Task data: Begin

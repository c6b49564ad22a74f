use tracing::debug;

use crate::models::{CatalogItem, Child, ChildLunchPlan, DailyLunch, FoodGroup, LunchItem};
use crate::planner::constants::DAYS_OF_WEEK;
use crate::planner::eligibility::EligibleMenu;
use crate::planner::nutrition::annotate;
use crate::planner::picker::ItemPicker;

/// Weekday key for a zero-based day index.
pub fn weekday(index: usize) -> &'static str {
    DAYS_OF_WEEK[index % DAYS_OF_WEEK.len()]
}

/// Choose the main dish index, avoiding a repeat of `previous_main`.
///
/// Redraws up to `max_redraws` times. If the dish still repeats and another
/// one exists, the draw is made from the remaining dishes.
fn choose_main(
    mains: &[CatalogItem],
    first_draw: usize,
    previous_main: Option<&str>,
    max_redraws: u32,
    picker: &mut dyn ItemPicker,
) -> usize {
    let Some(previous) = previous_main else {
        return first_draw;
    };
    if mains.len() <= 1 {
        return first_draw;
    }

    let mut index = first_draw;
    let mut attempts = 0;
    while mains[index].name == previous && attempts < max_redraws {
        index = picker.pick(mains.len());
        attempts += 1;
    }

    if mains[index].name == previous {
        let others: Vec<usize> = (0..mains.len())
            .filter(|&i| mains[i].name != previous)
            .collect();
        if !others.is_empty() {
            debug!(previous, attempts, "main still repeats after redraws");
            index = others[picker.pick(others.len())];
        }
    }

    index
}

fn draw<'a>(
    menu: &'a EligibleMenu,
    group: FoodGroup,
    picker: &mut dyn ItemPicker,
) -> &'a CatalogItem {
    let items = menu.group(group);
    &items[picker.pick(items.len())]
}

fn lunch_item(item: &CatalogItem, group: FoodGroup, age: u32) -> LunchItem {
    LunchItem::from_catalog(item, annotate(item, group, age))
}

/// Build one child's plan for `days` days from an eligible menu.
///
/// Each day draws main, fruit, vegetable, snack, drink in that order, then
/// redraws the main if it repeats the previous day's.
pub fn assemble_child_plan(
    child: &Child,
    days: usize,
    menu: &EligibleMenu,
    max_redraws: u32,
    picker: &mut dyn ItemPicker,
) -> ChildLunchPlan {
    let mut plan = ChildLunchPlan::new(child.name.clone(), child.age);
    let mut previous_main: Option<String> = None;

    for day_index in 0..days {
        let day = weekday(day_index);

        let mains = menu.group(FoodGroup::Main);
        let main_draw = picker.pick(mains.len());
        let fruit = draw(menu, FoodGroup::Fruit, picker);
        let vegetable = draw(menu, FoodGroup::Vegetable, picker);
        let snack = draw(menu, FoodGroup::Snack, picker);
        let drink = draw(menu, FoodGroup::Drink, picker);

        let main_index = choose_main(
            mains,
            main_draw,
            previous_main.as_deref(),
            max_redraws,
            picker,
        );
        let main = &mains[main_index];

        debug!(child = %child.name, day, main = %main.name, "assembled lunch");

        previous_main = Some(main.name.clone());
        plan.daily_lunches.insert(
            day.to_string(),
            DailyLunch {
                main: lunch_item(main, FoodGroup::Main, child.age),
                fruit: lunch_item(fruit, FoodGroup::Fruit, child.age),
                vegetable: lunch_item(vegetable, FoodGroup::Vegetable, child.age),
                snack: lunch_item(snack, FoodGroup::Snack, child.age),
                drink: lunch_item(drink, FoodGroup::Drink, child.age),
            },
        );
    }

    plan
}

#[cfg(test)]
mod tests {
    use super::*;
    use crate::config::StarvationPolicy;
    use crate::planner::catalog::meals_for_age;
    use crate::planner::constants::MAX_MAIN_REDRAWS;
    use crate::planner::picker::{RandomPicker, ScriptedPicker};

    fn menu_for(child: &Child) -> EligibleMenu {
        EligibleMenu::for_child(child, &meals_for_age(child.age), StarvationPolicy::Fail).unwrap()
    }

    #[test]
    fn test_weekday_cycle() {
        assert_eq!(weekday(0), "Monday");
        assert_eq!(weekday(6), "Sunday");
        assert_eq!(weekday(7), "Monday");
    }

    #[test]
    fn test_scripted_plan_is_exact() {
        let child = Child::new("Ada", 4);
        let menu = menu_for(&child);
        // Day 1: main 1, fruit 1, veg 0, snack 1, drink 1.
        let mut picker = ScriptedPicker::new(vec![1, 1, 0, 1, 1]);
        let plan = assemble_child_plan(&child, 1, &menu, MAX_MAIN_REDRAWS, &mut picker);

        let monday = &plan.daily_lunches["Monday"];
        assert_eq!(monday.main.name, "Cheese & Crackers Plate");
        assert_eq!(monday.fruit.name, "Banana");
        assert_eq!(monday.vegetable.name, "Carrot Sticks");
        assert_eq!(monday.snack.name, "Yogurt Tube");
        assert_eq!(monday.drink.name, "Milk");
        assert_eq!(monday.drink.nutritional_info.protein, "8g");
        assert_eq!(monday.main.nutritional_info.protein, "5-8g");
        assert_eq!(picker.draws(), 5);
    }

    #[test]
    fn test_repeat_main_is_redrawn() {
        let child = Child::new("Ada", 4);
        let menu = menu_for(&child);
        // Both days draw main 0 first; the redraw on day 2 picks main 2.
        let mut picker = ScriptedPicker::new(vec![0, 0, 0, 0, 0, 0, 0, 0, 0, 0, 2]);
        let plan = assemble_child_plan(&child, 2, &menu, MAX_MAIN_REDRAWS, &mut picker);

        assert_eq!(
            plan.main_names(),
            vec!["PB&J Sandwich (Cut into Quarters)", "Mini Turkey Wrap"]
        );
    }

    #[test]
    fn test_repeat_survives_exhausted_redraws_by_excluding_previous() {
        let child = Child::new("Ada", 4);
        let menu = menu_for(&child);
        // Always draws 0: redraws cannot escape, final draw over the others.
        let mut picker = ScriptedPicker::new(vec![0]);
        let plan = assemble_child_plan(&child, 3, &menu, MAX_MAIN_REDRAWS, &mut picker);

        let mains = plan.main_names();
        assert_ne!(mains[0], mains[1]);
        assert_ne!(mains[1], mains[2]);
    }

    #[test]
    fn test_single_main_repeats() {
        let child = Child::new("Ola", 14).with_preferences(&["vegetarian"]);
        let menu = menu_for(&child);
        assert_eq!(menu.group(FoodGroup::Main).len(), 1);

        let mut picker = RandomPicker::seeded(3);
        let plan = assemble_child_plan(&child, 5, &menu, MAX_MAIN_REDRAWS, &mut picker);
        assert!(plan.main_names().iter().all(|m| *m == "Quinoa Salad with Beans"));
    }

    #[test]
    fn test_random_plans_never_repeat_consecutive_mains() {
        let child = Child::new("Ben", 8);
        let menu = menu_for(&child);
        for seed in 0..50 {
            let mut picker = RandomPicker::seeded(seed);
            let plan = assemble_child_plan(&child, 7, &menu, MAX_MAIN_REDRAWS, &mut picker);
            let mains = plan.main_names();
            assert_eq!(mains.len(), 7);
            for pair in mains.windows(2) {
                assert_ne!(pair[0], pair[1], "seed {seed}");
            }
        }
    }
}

Task data: End

### What is being asked
A single number is expected: how many lines in the entries above hold the word "EligibleMenu".

### Result of this task
5